In consideration of the mutual covenants and agreements included in the Prime Agreements, this Letter and other good and valuable consideration, the receipt and sufficiency of which are hereby acknowledged, each of PNCPS and WestPark hereby agrees to (i) equitize the entire Payoff Amount by subscribing for (including having its designated person subscribe for) such number of PubCo’s ordinary shares (the “Payoff Shares”), as set forth opposite their respective name on Exhibit A attached hereto, (ii) to execute and deliver (including having its designated person execute and deliver) the applicable documents required by PubCo for allotment and issuance of the Payoff Shares, and (iii) to timely provide PubCo with such information as PubCo may request in order to register the Payoff Shares in a registration statement (the “Registration Statement”).
Each of PNCPS and WestPark hereby acknowledges and agrees that (a) upon the execution and delivery of this Letter, the Prime Agreements shall be terminated automatically without further force and effect and any claims thereunder shall be released, and (b) upon the delivery of the Payoff Shares, without any further action by any party, (i) the Payoff Amount will be deemed fully paid, satisfied, released and discharged and (ii) no further payment, obligation or consideration shall be due or attributable to PNAC, PNCPS or WestPark in connection with the Payoff Amount.

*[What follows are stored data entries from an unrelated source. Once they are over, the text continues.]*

//! Voxform - voice-driven form filling
//!
//! Main entry point for the Voxform CLI and server.

mod cli;
mod cmd_fill;
mod server;

use clap::Parser;

use voxform_config::ConfigLoader;

use crate::cli::{Cli, Commands};
use crate::cmd_fill::FillArgs;
use crate::server::{init_tracing, log_dir, run_server};

#[tokio::main]
async fn main() -> Result<(), Box<dyn std::error::Error>> {
    let cli = Cli::parse();

    let mut config = ConfigLoader::load_or_default(&cli.config)?;
    ConfigLoader::apply_env_overrides(&mut config)?;

    init_tracing(log_dir(&config))?;

    match cli.command {
        None => run_server(config).await,
        Some(Commands::Serve { host, port }) => {
            if let Some(host) = host {
                config.server.host = host;
            }
            if let Some(port) = port {
                config.server.port = port;
            }
            run_server(config).await
        }
        Some(Commands::Detect { file }) => cmd_fill::detect(&config, &file).await,
        Some(Commands::Fill {
            file,
            say,
            image,
            format,
            output,
            endpoint,
        }) => {
            let args = FillArgs {
                file,
                say,
                image,
                format,
                output,
                endpoint,
            };
            cmd_fill::fill(&config, args).await
        }
    }
}
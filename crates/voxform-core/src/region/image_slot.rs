use super::{EventOutcome, Region, RegionId, RegionKind};
use crate::context::InteractionContext;
use crate::dom::NodeId;

/// An `<img>` that can be replaced by clicking it.
#[derive(Debug, Clone)]
pub struct ImageSlot {
    id: RegionId,
    node: NodeId,
    placeholder: bool,
}

impl ImageSlot {
    pub fn new(id: RegionId, node: NodeId, placeholder: bool) -> Self {
        Self {
            id,
            node,
            placeholder,
        }
    }

    /// Whether the slot renders the "add image" placeholder.
    pub fn is_placeholder(&self) -> bool {
        self.placeholder
    }
}

impl Region for ImageSlot {
    fn id(&self) -> &RegionId {
        &self.id
    }

    fn node(&self) -> NodeId {
        self.node
    }

    fn kind(&self) -> RegionKind {
        RegionKind::ImageSlot
    }

    fn on_focus(&mut self, _ctx: &mut InteractionContext) -> EventOutcome {
        EventOutcome::Ignored
    }

    fn on_blur(&mut self, _ctx: &mut InteractionContext) -> EventOutcome {
        EventOutcome::Ignored
    }

    fn on_activate_voice(&mut self, _ctx: &mut InteractionContext) -> EventOutcome {
        EventOutcome::Ignored
    }

    fn on_click(&mut self, ctx: &mut InteractionContext) -> EventOutcome {
        self.on_attach_image(ctx)
    }

    fn freeze(&mut self) {
        self.placeholder = false;
    }
}
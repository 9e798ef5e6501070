//! Chat completion provider trait.

use async_trait::async_trait;
use serde::{Deserialize, Serialize};

use crate::error::ProviderError;

/// A single-turn chat completion that must answer with a JSON object.
#[derive(Debug, Clone, PartialEq, Serialize, Deserialize)]
pub struct ChatRequest {
    pub model: String,
    pub system: String,
    pub user: String,
    pub temperature: f32,
    pub max_tokens: u32,
}

impl ChatRequest {
    pub fn new(model: impl Into<String>, system: impl Into<String>, user: impl Into<String>) -> Self {
        Self {
            model: model.into(),
            system: system.into(),
            user: user.into(),
            temperature: 0.3,
            max_tokens: 150,
        }
    }

    pub fn with_temperature(mut self, temperature: f32) -> Self {
        self.temperature = temperature;
        self
    }

    pub fn with_max_tokens(mut self, max_tokens: u32) -> Self {
        self.max_tokens = max_tokens;
        self
    }
}

/// Backend able to answer a [`ChatRequest`] with raw model output.
#[async_trait]
pub trait ChatProvider: Send + Sync {
    fn id(&self) -> &str;

    /// Returns the message content of the first choice, untrimmed.
    async fn complete_json(&self, request: ChatRequest) -> Result<String, ProviderError>;
}

#[cfg(test)]
mod tests {
    use super::*;

    struct Canned;

    #[async_trait]
    impl ChatProvider for Canned {
        fn id(&self) -> &str {
            "canned"
        }

        async fn complete_json(&self, request: ChatRequest) -> Result<String, ProviderError> {
            Ok(format!("{{\"value\":\"{}\"}}", request.user))
        }
    }

    #[test]
    fn test_request_defaults() {
        let request = ChatRequest::new("gpt-4o-mini", "system", "John Smith");
        assert_eq!(request.temperature, 0.3);
        assert_eq!(request.max_tokens, 150);

        let tuned = request.with_temperature(0.0).with_max_tokens(64);
        assert_eq!(tuned.temperature, 0.0);
        assert_eq!(tuned.max_tokens, 64);
    }

    #[tokio::test]
    async fn test_provider_trait_object() {
        let provider: Box<dyn ChatProvider> = Box::new(Canned);
        assert_eq!(provider.id(), "canned");
        let output = provider
            .complete_json(ChatRequest::new("m", "s", "Acme"))
            .await
            .unwrap();
        assert_eq!(output, r#"{"value":"Acme"}"#);
    }
}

Each of the undersigned represents and warrants that (i) it has all requisite power and authority to execute and deliver this Letter and to perform such party’s obligations hereunder; (ii) the execution and delivery by such party of this Letter has been validly authorized by all necessary corporate or other action on the part of such Party; and (iii) this Letter has been validly executed and delivered by such party and, assuming this Amendment constitutes the valid and binding obligation of each other Party, constitutes a valid and binding obligation of such Party, enforceable against such Party in accordance with its terms.
This Letter supersedes all other prior oral or written agreements between each of the undersigned, their respective affiliates and persons acting on their behalf with respect to the matters discussed herein, and this Letter contains the entire understanding of the parties with respect to the matters covered herein. This Letter may be executed in counterparts and electronically, each of which taken together shall constitute one and the same instrument. This Letter shall be governed by and construed in accordance with the laws of Singapore. Any dispute arising out of or in connection with this Letter shall be referred to and finally resolved by arbitration administered by the Singapore International Arbitration Centre in accordance with the Arbitration Rules of the Singapore International Arbitration Centre for the time being in force, which rules are deemed to be incorporated by reference in this clause.